Taking the field
Typically, and thankfully, the damage would be minimal, and we would come back to our house, pick up debris and tree branches that had been scattered around the lawn, and go on living just as we had before. But in August 2005, when Hurricane Katrina made landfall in New Orleans, things no longer operated like a fire drill. We left, but we did not come back. The home I grew up in, the place that had been the centerpiece of my life, had been subsumed by over eight feet of water. It was gone.
We were fortunate to find a top school in Houston that generously offered us scholarships to complete the year. It was a private international school, with students from over seventy countries and a dozen languages being spoken as you walked through the hallway. It was a place with a profoundly different social and cultural milieu than the public school I attended in New Orleans.
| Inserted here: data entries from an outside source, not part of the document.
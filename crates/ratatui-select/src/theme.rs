use ratatui::style::Modifier;
use ratatui::style::Style;

#[derive(Clone, Debug)]
pub struct Theme {
    pub text_primary: Style,
    pub text_muted: Style,
    pub danger: Style,
    pub trigger: Style,
    pub trigger_focused: Style,
    pub overlay: Style,
    pub border: Style,
    pub group_header: Style,
    pub highlighted: Style,
    pub selected: Style,
    pub disabled: Style,
}

impl Default for Theme {
    fn default() -> Self {
        use ratatui::style::Stylize;

        Self {
            text_primary: Style::default(),
            text_muted: Style::default().dark_gray(),
            danger: Style::default().red(),
            trigger: Style::default(),
            trigger_focused: Style::default().cyan(),
            overlay: Style::default(),
            border: Style::default().dark_gray(),
            group_header: Style::default().dark_gray().add_modifier(Modifier::BOLD),
            highlighted: Style::default().add_modifier(Modifier::REVERSED),
            selected: Style::default().cyan().add_modifier(Modifier::BOLD),
            disabled: Style::default().dark_gray().add_modifier(Modifier::DIM),
        }
    }
}
//! Bridge between the dropdown lifecycle and an external positioning collaborator.
//!
//! The engine never computes coordinates itself. A [`Positioner`] receives the trigger rectangle,
//! a preferred side and the collision boundary, and answers with the overlay area and the side it
//! actually used (it may flip or shift). [`PlacementAdapter`] decides *when* to ask: after
//! opening, after the trigger moves, after the boundary changes, and never while closed.
use ratatui::layout::Rect;
use ratatui::layout::Size;

#[derive(Clone, Copy, Debug, Default, PartialEq, Eq)]
pub enum PlacementPreference {
    #[default]
    Auto,
    Top,
    Bottom,
}

impl PlacementPreference {
    pub fn preferred_side(self) -> Side {
        match self {
            Self::Top => Side::Top,
            Self::Auto | Self::Bottom => Side::Bottom,
        }
    }
}

#[derive(Clone, Copy, Debug, PartialEq, Eq, Hash)]
pub enum Side {
    Top,
    Bottom,
}

impl Side {
    pub fn opposite(self) -> Self {
        match self {
            Self::Top => Self::Bottom,
            Self::Bottom => Self::Top,
        }
    }
}

#[derive(Clone, Copy, Debug, PartialEq, Eq)]
pub struct PlacementRequest {
    /// Bounding rectangle of the trigger.
    pub anchor: Rect,
    pub preferred: Side,
    /// Area the overlay must stay inside (usually the whole frame).
    pub boundary: Rect,
    /// Size the overlay would like to have.
    pub desired: Size,
}

#[derive(Clone, Copy, Debug, PartialEq, Eq)]
pub struct ResolvedPlacement {
    pub area: Rect,
    pub side: Side,
}

/// The positioning collaborator. Must be safe to call repeatedly with the same request.
pub trait Positioner {
    fn resolve(&mut self, request: &PlacementRequest) -> ResolvedPlacement;
}

impl<F> Positioner for F
where
    F: FnMut(&PlacementRequest) -> ResolvedPlacement,
{
    fn resolve(&mut self, request: &PlacementRequest) -> ResolvedPlacement {
        self(request)
    }
}

#[derive(Clone, Debug, Default)]
pub struct PlacementAdapter {
    preference: PlacementPreference,
    active: bool,
    dirty: bool,
    anchor: Option<Rect>,
    boundary: Option<Rect>,
    desired: Size,
    resolved: Option<ResolvedPlacement>,
}

impl PlacementAdapter {
    pub fn new(preference: PlacementPreference) -> Self {
        Self {
            preference,
            ..Self::default()
        }
    }

    pub fn preference(&self) -> PlacementPreference {
        self.preference
    }

    /// Called on `closed -> open`: the next [`update`](Self::update) asks the positioner.
    pub fn activate(&mut self) {
        self.active = true;
        self.dirty = true;
    }

    /// Called on `open -> closed`: stops updates and forgets the last answer.
    pub fn deactivate(&mut self) {
        self.active = false;
        self.dirty = false;
        self.resolved = None;
    }

    pub fn set_anchor(&mut self, anchor: Rect) {
        if self.anchor != Some(anchor) {
            self.anchor = Some(anchor);
            self.dirty = true;
        }
    }

    pub fn set_boundary(&mut self, boundary: Rect) {
        if self.boundary != Some(boundary) {
            self.boundary = Some(boundary);
            self.dirty = true;
        }
    }

    pub fn set_desired_size(&mut self, desired: Size) {
        if self.desired != desired {
            self.desired = desired;
            self.dirty = true;
        }
    }

    /// Asks the positioner for fresh coordinates if anything changed since the last answer.
    ///
    /// Returns the current placement; `None` while closed or before anchor and boundary are known.
    pub fn update(&mut self, positioner: &mut dyn Positioner) -> Option<ResolvedPlacement> {
        if !self.active {
            return None;
        }
        if self.dirty {
            if let Some(request) = self.request() {
                let resolved = positioner.resolve(&request);
                tracing::trace!(
                    side = ?resolved.side,
                    x = resolved.area.x,
                    y = resolved.area.y,
                    w = resolved.area.width,
                    h = resolved.area.height,
                    "overlay placed"
                );
                self.resolved = Some(resolved);
                self.dirty = false;
            }
        }
        self.resolved
    }

    pub fn resolved(&self) -> Option<ResolvedPlacement> {
        self.resolved
    }

    fn request(&self) -> Option<PlacementRequest> {
        Some(PlacementRequest {
            anchor: self.anchor?,
            preferred: self.preference.preferred_side(),
            boundary: self.boundary?,
            desired: self.desired,
        })
    }
}
use ratatui::buffer::Buffer;
use ratatui::layout::Rect;
use ratatui_select::config::SelectConfig;
use ratatui_select::engine::SelectEvent;
use ratatui_select::input::InputEvent;
use ratatui_select::input::KeyCode;
use ratatui_select::input::KeyEvent;
use ratatui_select::input::MouseButton;
use ratatui_select::input::MouseEvent;
use ratatui_select::input::MouseEventKind;
use ratatui_select::option::SelectOption;
use ratatui_select::placement::PlacementPreference;
use ratatui_select::selection::SelectValue;
use ratatui_select::theme::Theme;
use ratatui_select::view::SelectView;

const TRIGGER: Rect = Rect {
    x: 0,
    y: 0,
    width: 20,
    height: 1,
};

fn init_tracing() {
    let _ = tracing_subscriber::fmt()
        .with_max_level(tracing::Level::TRACE)
        .with_test_writer()
        .try_init();
}

fn fruit() -> Vec<SelectOption<u32>> {
    vec![
        SelectOption::new(1, "Apple"),
        SelectOption::new(2, "Banana"),
        SelectOption::new(3, "Cherry"),
    ]
}

fn key(code: KeyCode) -> InputEvent {
    InputEvent::Key(KeyEvent::new(code))
}

fn click(x: u16, y: u16) -> InputEvent {
    InputEvent::Mouse(MouseEvent::new(x, y, MouseEventKind::Down(MouseButton::Left)))
}

fn row_text(buf: &Buffer, y: u16) -> String {
    let area = buf.area;
    (area.x..area.right())
        .map(|x| buf[(x, y)].symbol().to_string())
        .collect::<String>()
        .trim_end()
        .to_string()
}

fn draw(view: &mut SelectView<u32>, boundary: Rect) -> Buffer {
    let mut buf = Buffer::empty(boundary);
    view.render(TRIGGER, boundary, &mut buf, &Theme::default());
    buf
}

#[test]
fn closed_trigger_shows_placeholder_and_indicator() {
    init_tracing();
    let mut view = SelectView::new(SelectConfig::new(fruit())).unwrap();
    let buf = draw(&mut view, Rect::new(0, 0, 30, 10));
    assert!(row_text(&buf, 0).starts_with("Select…"));
    assert_eq!(buf[(19, 0)].symbol(), "▾");
    assert_eq!(row_text(&buf, 1), "");
}

#[test]
fn open_overlay_lists_options_below_trigger() {
    init_tracing();
    let mut view = SelectView::new(SelectConfig::new(fruit())).unwrap();
    view.handle_event(&key(KeyCode::Enter));
    let buf = draw(&mut view, Rect::new(0, 0, 30, 10));

    assert_eq!(buf[(19, 0)].symbol(), "▴");
    assert_eq!(buf[(0, 1)].symbol(), "┌");
    assert!(row_text(&buf, 2).contains("Apple"));
    assert!(row_text(&buf, 3).contains("Banana"));
    assert!(row_text(&buf, 4).contains("Cherry"));
    assert_eq!(buf[(0, 5)].symbol(), "└");
}

#[test]
fn overlay_flips_above_trigger_near_the_bottom_edge() {
    let mut view = SelectView::new(SelectConfig::new(fruit())).unwrap();
    view.handle_event(&key(KeyCode::Enter));
    let boundary = Rect::new(0, 0, 30, 12);
    let trigger = Rect::new(0, 10, 20, 1);
    let mut buf = Buffer::empty(boundary);
    view.render(trigger, boundary, &mut buf, &Theme::default());

    assert_eq!(buf[(0, 5)].symbol(), "┌");
    assert!(row_text(&buf, 6).contains("Apple"));
    assert_eq!(buf[(0, 9)].symbol(), "└");
}

#[test]
fn top_preference_places_overlay_above() {
    let mut view = SelectView::new(
        SelectConfig::new(fruit()).placement(PlacementPreference::Top),
    )
    .unwrap();
    view.handle_event(&key(KeyCode::Enter));
    let boundary = Rect::new(0, 0, 30, 20);
    let trigger = Rect::new(0, 10, 20, 1);
    let mut buf = Buffer::empty(boundary);
    view.render(trigger, boundary, &mut buf, &Theme::default());

    assert_eq!(buf[(0, 5)].symbol(), "┌");
    assert_eq!(row_text(&buf, 11), "");
}

#[test]
fn clicking_a_row_commits_and_closes() {
    init_tracing();
    let mut view = SelectView::new(SelectConfig::new(fruit())).unwrap();
    view.handle_event(&key(KeyCode::Enter));
    draw(&mut view, Rect::new(0, 0, 30, 10));

    let out = view.handle_event(&click(5, 3));
    assert!(out.events.contains(&SelectEvent::Changed(SelectValue::single(2))));
    assert!(out.events.contains(&SelectEvent::Closed));
    assert!(!view.engine().is_open());

    let buf = draw(&mut view, Rect::new(0, 0, 30, 10));
    assert!(row_text(&buf, 0).starts_with("Banana"));
}

#[test]
fn clicking_outside_dismisses_without_change() {
    let mut view = SelectView::new(SelectConfig::new(fruit())).unwrap();
    view.handle_event(&key(KeyCode::Enter));
    draw(&mut view, Rect::new(0, 0, 30, 10));

    let out = view.handle_event(&click(25, 8));
    assert_eq!(out.events, vec![SelectEvent::Closed]);
    assert!(view.engine().value().is_empty());
}

#[test]
fn clicking_the_border_keeps_the_dropdown_open() {
    let mut view = SelectView::new(SelectConfig::new(fruit())).unwrap();
    view.handle_event(&key(KeyCode::Enter));
    draw(&mut view, Rect::new(0, 0, 30, 10));

    let out = view.handle_event(&click(0, 3));
    assert!(out.handled);
    assert!(out.events.is_empty());
    assert!(view.engine().is_open());
}

#[test]
fn trigger_click_toggles() {
    let mut view = SelectView::new(SelectConfig::new(fruit())).unwrap();
    draw(&mut view, Rect::new(0, 0, 30, 10));
    let out = view.handle_event(&click(3, 0));
    assert_eq!(out.events, vec![SelectEvent::Opened]);
    draw(&mut view, Rect::new(0, 0, 30, 10));
    let out = view.handle_event(&click(3, 0));
    assert_eq!(out.events, vec![SelectEvent::Closed]);
}

#[test]
fn hover_and_wheel_move_the_highlight() {
    let mut view = SelectView::new(SelectConfig::new(fruit())).unwrap();
    view.handle_event(&key(KeyCode::Enter));
    draw(&mut view, Rect::new(0, 0, 30, 10));

    view.handle_event(&InputEvent::Mouse(MouseEvent::new(5, 4, MouseEventKind::Moved)));
    assert_eq!(view.engine().highlighted_index(), Some(2));

    view.handle_event(&InputEvent::Mouse(MouseEvent::new(5, 3, MouseEventKind::ScrollUp)));
    assert_eq!(view.engine().highlighted_index(), Some(1));
}

#[test]
fn long_list_scrolls_to_keep_highlight_visible() {
    let options = (0..20)
        .map(|i| SelectOption::new(i, format!("Item {i}")))
        .collect();
    let mut view = SelectView::new(SelectConfig::new(options)).unwrap();
    view.handle_event(&key(KeyCode::Enter));
    view.handle_event(&key(KeyCode::End));
    let buf = draw(&mut view, Rect::new(0, 0, 30, 30));

    // 8 visible rows between the borders at y=1 and y=10.
    assert!(row_text(&buf, 9).contains("Item 19"));
    assert!(row_text(&buf, 2).contains("Item 12"));
    assert_eq!(buf[(0, 10)].symbol(), "└");
}

#[test]
fn search_row_shows_placeholder_and_caret() {
    let mut view = SelectView::new(SelectConfig::new(fruit()).searchable(true)).unwrap();
    view.handle_event(&key(KeyCode::Enter));
    let buf = draw(&mut view, Rect::new(0, 0, 30, 10));
    assert!(row_text(&buf, 2).contains("Search…"));
    assert_eq!(view.cursor_pos(), None);

    view.run_deferred();
    assert_eq!(view.cursor_pos(), Some((1, 2)));

    view.handle_event(&key(KeyCode::Char('b')));
    let buf = draw(&mut view, Rect::new(0, 0, 30, 10));
    assert!(row_text(&buf, 2).contains('b'));
    assert!(row_text(&buf, 3).contains("Banana"));
    assert_eq!(view.cursor_pos(), Some((2, 2)));
}

#[test]
fn no_matches_shows_empty_text() {
    let mut view = SelectView::new(SelectConfig::new(fruit()).searchable(true)).unwrap();
    view.handle_event(&key(KeyCode::Enter));
    view.run_deferred();
    view.handle_event(&InputEvent::Paste("zzz".to_string()));
    assert_eq!(view.engine().highlighted_index(), None);

    let buf = draw(&mut view, Rect::new(0, 0, 30, 10));
    assert!(row_text(&buf, 3).contains("No results"));

    // Enter with nothing highlighted is swallowed and keeps the dropdown open.
    let out = view.handle_event(&key(KeyCode::Enter));
    assert!(out.events.is_empty());
    assert!(view.engine().is_open());
}

#[test]
fn group_headers_are_not_clickable() {
    let options = vec![
        SelectOption::new(1, "Apple").with_group("Fruit"),
        SelectOption::new(2, "Carrot").with_group("Vegetable"),
    ];
    let mut view = SelectView::new(SelectConfig::new(options)).unwrap();
    view.handle_event(&key(KeyCode::Enter));
    let buf = draw(&mut view, Rect::new(0, 0, 30, 10));
    assert!(row_text(&buf, 2).contains("Fruit"));
    assert!(row_text(&buf, 3).contains("Apple"));
    assert!(row_text(&buf, 4).contains("Vegetable"));
    assert!(row_text(&buf, 5).contains("Carrot"));

    let out = view.handle_event(&click(5, 4));
    assert!(out.events.is_empty());
    assert!(view.engine().is_open());

    let out = view.handle_event(&click(5, 5));
    assert!(out.events.contains(&SelectEvent::Changed(SelectValue::single(2))));
}

#[test]
fn multiple_mode_marks_selected_rows() {
    let mut view = SelectView::new(
        SelectConfig::new(fruit())
            .multiple()
            .default_value(SelectValue::multiple([3])),
    )
    .unwrap();
    view.handle_event(&key(KeyCode::Enter));
    let buf = draw(&mut view, Rect::new(0, 0, 30, 10));
    assert!(row_text(&buf, 4).contains("✓ Cherry"));
    assert!(!row_text(&buf, 2).contains('✓'));

    view.handle_event(&click(5, 2));
    assert!(view.engine().is_open());
    let buf = draw(&mut view, Rect::new(0, 0, 30, 10));
    assert!(row_text(&buf, 0).starts_with("Apple, Cherry"));
}

#[test]
fn disabled_select_ignores_pointer() {
    let mut view = SelectView::new(SelectConfig::new(fruit()).disabled(true)).unwrap();
    draw(&mut view, Rect::new(0, 0, 30, 10));
    let out = view.handle_event(&click(3, 0));
    assert!(out.events.is_empty());
    assert!(!view.engine().is_open());
}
I was uncertain, and nervous, about the nature of this transition. No longer was I going to complete my senior year of high school with the friendships I had been developing throughout my entire life. I was going into a space that felt worlds away from what I was accustomed to. I was granted the good fortune, however, to enter this new school environment at the beginning of the soccer season. And at an international school, the soccer team was the most important team around.
I had played soccer my entire life, and at the most competitive levels. I had dreams of becoming a professional, making a living from playing the game I loved in one of the top leagues in Europe. I had long harbored dreams of the places this game would take me, but I could have never anticipated that it would serve as the cornerstone of my transition into a new school after mine had been submerged, and to a new life after that.